La conmoción y el dolor en Lahaina tendrá que disminuir antes de que comience la reinvención, pero Hawái se ha reinventado a sí misma muchas veces.
Los hawaianos, que en su día estuvieron en peligro de extinción al entrar en contacto con las enfermedades occidentales, sufrieron un fuerte descenso demográfico. Y, en un acto de voluntad colectiva, revitalizaron un patrimonio muy rico: la lengua, la danza, el canto, la artesanía y la agricultura. Junto con las generaciones de inmigrantes de las plantaciones de principios del siglo XX, como mis abuelos okinawenses, construyeron una sociedad multicultural que honra la tolerancia y la acogida.
La gente de Hawái sabe muy bien qué es la diversidad, y han pasado juntos por muchas catástrofes.
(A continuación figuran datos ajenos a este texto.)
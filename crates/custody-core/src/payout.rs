//! The outward leg of a withdrawal.
//!
//! A [`Payout`] moves native value out of custody after the ledger has
//! already debited the account. It receives the ledger mutably, so an
//! implementation can call back into it; any such call sees the debited
//! balance.

use thiserror::Error;

use crate::{ledger::Ledger, Address, Amount};

#[derive(Debug, Clone, PartialEq, Eq, Error)]
#[error("{reason}")]
pub struct PayoutError {
    pub reason: String,
}

impl PayoutError {
    pub fn new(reason: impl Into<String>) -> Self {
        Self {
            reason: reason.into(),
        }
    }
}

pub trait Payout {
    fn pay_out(&mut self, ledger: &mut Ledger, to: &Address, amount: Amount)
        -> Result<(), PayoutError>;
}

impl<F> Payout for F
where
    F: FnMut(&mut Ledger, &Address, Amount) -> Result<(), PayoutError>,
{
    fn pay_out(
        &mut self,
        ledger: &mut Ledger,
        to: &Address,
        amount: Amount,
    ) -> Result<(), PayoutError> {
        self(ledger, to, amount)
    }
}

/// Collects payouts in memory instead of moving value anywhere.
#[derive(Clone, Debug, Default, PartialEq, Eq)]
pub struct RecordedPayouts {
    pub transfers: Vec<(Address, Amount)>,
}

impl RecordedPayouts {
    pub fn new() -> Self {
        Self::default()
    }

    pub fn total(&self) -> Amount {
        self.transfers.iter().map(|(_, amount)| amount).sum()
    }
}

impl Payout for RecordedPayouts {
    fn pay_out(
        &mut self,
        _ledger: &mut Ledger,
        to: &Address,
        amount: Amount,
    ) -> Result<(), PayoutError> {
        self.transfers.push((to.clone(), amount));
        Ok(())
    }
}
Los de la generación de mi madre recuerdan los tsunamis de 1946 y 1960 que asolaron Hilo, su ciudad natal. En 1990, un pueblo entero, Kalapana, desapareció bajo una capa de lava de entre 15 y 20 metros. Cada vez que veo que #terremoto es tendencia en Twitter, entro en tsunami.gov para ver qué está temblando en la cuenca del Pacífico. Las sirenas de protección civil son el tono de alarma que me hace evocar el regreso al hogar con la misma facilidad que Gabby Pahinui. Mi primo de la Isla Grande, Quince Mento, quien se jubiló en 2011 de su trabajo como director de la defensa civil del condado de Hawái, es una de las personas más sosegadas que conozco, pero estoy seguro de que duerme más tranquilo si sabe que alguien está pendiente de la lava.
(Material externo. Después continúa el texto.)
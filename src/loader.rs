//! C front end over libclang
//!
//! Builds [`DeclTree`]s from C source files. Only available with the
//! `loader` feature.

use crate::decl::Decl;
use crate::decl::DeclTree;
use crate::decl::FieldDecl;
use crate::decl::FunctionDecl;
use crate::decl::ParamDecl;
use crate::decl::RecordDecl;
use crate::decl::RecordKind;
use crate::typ::CType;

use std::collections::HashMap;
use std::ffi::OsStr;
use std::path::Path;
use std::path::PathBuf;

use clang::Entity;
use clang::EntityKind;
use snafu::ResultExt;
use snafu::Snafu;
use tracing::debug;
use tracing::info;
use walkdir::WalkDir;

/// Error loading declarations from C source
#[derive(Debug, Snafu)]
pub enum LoadError {
    #[snafu(display("Could not load libclang: {}", message))]
    ClangInit { message: String },

    #[snafu(display("Could not parse {}: {}", path.display(), source))]
    Parse {
        path: PathBuf,
        source: clang::SourceError,
    },

    #[snafu(display("Could not read {}: {}", path.display(), source))]
    ReadSource {
        path: PathBuf,
        source: std::io::Error,
    },

    #[snafu(display("Could not walk {}: {}", path.display(), source))]
    Walk {
        path: PathBuf,
        source: walkdir::Error,
    },
}

/// Front end options
#[derive(Debug, Default, Clone)]
pub struct Options {
    /// Directories passed as `-I`
    pub include_paths: Vec<PathBuf>,

    /// Macros passed as `-D`
    pub defines: Vec<String>,

    /// Any other arguments for clang
    pub clang_args: Vec<String>,

    /// Keep declarations that come from `#include`d files
    pub include_headers: bool,
}

impl Options {
    fn arguments(&self) -> Vec<String> {
        let mut args = vec!["-xc".to_owned()];
        args.extend(
            self.include_paths
                .iter()
                .map(|path| format!("-I{}", path.display())),
        );
        args.extend(self.defines.iter().map(|define| format!("-D{}", define)));
        args.extend(self.clang_args.iter().cloned());
        args
    }
}

/// C source files to load for `input`
///
/// A file is returned as is. A directory is walked for `.c` files, sorted so
/// the output does not depend on the file system's order.
pub fn source_files(input: &Path) -> Result<Vec<PathBuf>, LoadError> {
    if !input.is_dir() {
        return Ok(vec![input.to_owned()]);
    }

    let mut files = Vec::new();
    for entry in WalkDir::new(input).sort_by(|a, b| a.file_name().cmp(b.file_name())) {
        let entry = entry.context(Walk { path: input })?;
        let path = entry.path();

        // Ignore non-C files
        if entry.file_type().is_file() && path.extension() == Some(OsStr::new("c")) {
            files.push(path.to_owned());
        }
    }

    Ok(files)
}

/// Parse every C file under `input` (see [`source_files`])
pub fn load(input: &Path, options: &Options) -> Result<Vec<DeclTree>, LoadError> {
    let files = source_files(input)?;

    let ctx = clang::Clang::new().map_err(|message| LoadError::ClangInit { message })?;
    let index = clang::Index::new(&ctx, false, true);
    let args = options.arguments();

    files
        .iter()
        .map(|path| load_file(&index, path, &args, options))
        .collect()
}

fn load_file(
    index: &clang::Index<'_>,
    path: &Path,
    args: &[String],
    options: &Options,
) -> Result<DeclTree, LoadError> {
    info!("Parsing {}", path.display());

    let trans_unit = index
        .parser(path)
        .arguments(args)
        .parse()
        .context(Parse { path })?;

    let entities = trans_unit
        .get_entity()
        .get_children()
        .into_iter()
        .filter(|entity| {
            options.include_headers
                || entity
                    .get_location()
                    .map(|location| location.is_in_main_file())
                    .unwrap_or(false)
        })
        .collect::<Vec<Entity<'_>>>();

    let mut sources = SourceCache::default();
    let typedefs = record_typedefs(&entities);

    let decls = entities
        .iter()
        .map(|entity| load_decl(*entity, &typedefs, &mut sources))
        .collect::<Result<Vec<Decl>, LoadError>>()?;

    info!("Parsed {} ({} declarations)", path.display(), decls.len());

    Ok(DeclTree {
        path: path.to_owned(),
        decls,
    })
}

/// Typedef names of records, as `(record, typedef name)`
fn record_typedefs<'tu>(entities: &[Entity<'tu>]) -> Vec<(Entity<'tu>, String)> {
    entities
        .iter()
        .filter(|entity| entity.get_kind() == EntityKind::TypedefDecl)
        .filter_map(|entity| {
            let name = entity.get_name()?;
            let record = entity
                .get_typedef_underlying_type()?
                .get_canonical_type()
                .get_declaration()?;
            match record.get_kind() {
                EntityKind::StructDecl | EntityKind::UnionDecl => Some((record, name)),
                _ => None,
            }
        })
        .collect()
}

/// Name of a declaration, `None` for anonymous ones
fn decl_name(entity: Entity<'_>) -> Option<String> {
    entity
        .get_name()
        .filter(|name| !name.contains("(unnamed") && !name.contains("(anonymous"))
}

fn load_decl<'tu>(
    entity: Entity<'tu>,
    typedefs: &[(Entity<'tu>, String)],
    sources: &mut SourceCache,
) -> Result<Decl, LoadError> {
    let decl = match entity.get_kind() {
        EntityKind::FunctionDecl => Decl::Function(load_function(entity, sources)?),
        EntityKind::StructDecl | EntityKind::UnionDecl if entity.is_definition() => {
            Decl::Record(load_record(entity, typedefs))
        }
        EntityKind::StructDecl | EntityKind::UnionDecl => Decl::Other {
            kind: format!(
                "forward declaration of {}",
                entity.get_type().map(|typ| typ.get_display_name()).unwrap_or_default()
            ),
        },
        EntityKind::TypedefDecl => Decl::Typedef {
            name: entity.get_name().unwrap_or_default(),
            underlying: entity
                .get_typedef_underlying_type()
                .map(CType::from_clang)
                .unwrap_or_else(|| CType::unknown("")),
        },
        EntityKind::VarDecl => Decl::Variable {
            name: entity.get_name().unwrap_or_default(),
            ty: entity
                .get_type()
                .map(CType::from_clang)
                .unwrap_or_else(|| CType::unknown("")),
        },
        EntityKind::EnumDecl => Decl::Enum {
            name: decl_name(entity),
        },
        kind => Decl::Other {
            kind: format!("{:?}", kind),
        },
    };

    debug!("found {:?} {:?}", entity.get_kind(), entity.get_name());
    Ok(decl)
}

fn load_record<'tu>(entity: Entity<'tu>, typedefs: &[(Entity<'tu>, String)]) -> RecordDecl {
    let kind = match entity.get_kind() {
        EntityKind::UnionDecl => RecordKind::Union,
        _ => RecordKind::Struct,
    };

    let fields = entity
        .get_children()
        .into_iter()
        .filter(|child| child.get_kind() == EntityKind::FieldDecl)
        .map(|field| FieldDecl {
            name: field.get_name().unwrap_or_default(),
            ty: field
                .get_type()
                .map(CType::from_clang)
                .unwrap_or_else(|| CType::unknown("")),
        })
        .collect();

    let record = RecordDecl {
        fields,
        ..RecordDecl::new(kind, decl_name(entity))
    };

    match typedefs.iter().find(|(typedef_record, _)| *typedef_record == entity) {
        Some((_, tag)) => record.with_tag(tag.as_str()),
        None => record,
    }
}

fn load_function(entity: Entity<'_>, sources: &mut SourceCache) -> Result<FunctionDecl, LoadError> {
    let params = entity
        .get_arguments()
        .unwrap_or_default()
        .into_iter()
        .map(|param| ParamDecl {
            name: param.get_name().filter(|name| !name.is_empty()),
            ty: param
                .get_type()
                .map(CType::from_clang)
                .unwrap_or_else(|| CType::unknown("")),
        })
        .collect();

    let body = match entity
        .get_children()
        .into_iter()
        .find(|child| child.get_kind() == EntityKind::CompoundStmt)
    {
        Some(stmt) => sources.text(stmt)?,
        None => None,
    };

    Ok(FunctionDecl {
        name: entity.get_name().unwrap_or_default(),
        return_type: entity
            .get_result_type()
            .map(CType::from_clang)
            .unwrap_or_else(|| CType::unknown("")),
        params,
        body,
    })
}

/// Contents of source files, read once each
#[derive(Default)]
struct SourceCache {
    files: HashMap<PathBuf, Vec<u8>>,
}

impl SourceCache {
    /// Exact source text covered by `entity`
    fn text(&mut self, entity: Entity<'_>) -> Result<Option<String>, LoadError> {
        let range = match entity.get_range() {
            Some(range) => range,
            None => return Ok(None),
        };
        let start = range.get_start().get_file_location();
        let end = range.get_end().get_file_location();
        let path = match start.file {
            Some(file) => file.get_path(),
            None => return Ok(None),
        };

        if !self.files.contains_key(&path) {
            let contents = std::fs::read(&path).context(ReadSource { path: &path })?;
            self.files.insert(path.clone(), contents);
        }

        let contents = &self.files[&path];
        let text = contents
            .get(start.offset as usize..end.offset as usize)
            .map(|bytes| String::from_utf8_lossy(bytes).into_owned());
        Ok(text)
    }
}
Y nos acordamos del 13 de enero de 2018, la luminosa mañana de sábado en la que todos nuestros teléfonos nos dijeron que íbamos a morir de forma inminente. La falsa alarma del misil balístico aterrorizó al estado, pero no todos sufrieron un ataque de pánico. Mi hermano y su familia, que se encontraban en un restaurante cerca de Honolulu, estaban tan conmocionados como todos los demás, pero acababan de pedir el desayuno y por su ventana tenían vistas a Pearl Harbor, el presunto objetivo principal de Corea del Norte. De modo que —emoji encogido de hombros— mantuvieron la calma y se quedaron ahí. “Al menos, estamos todos juntos”, dijo mi sobrino.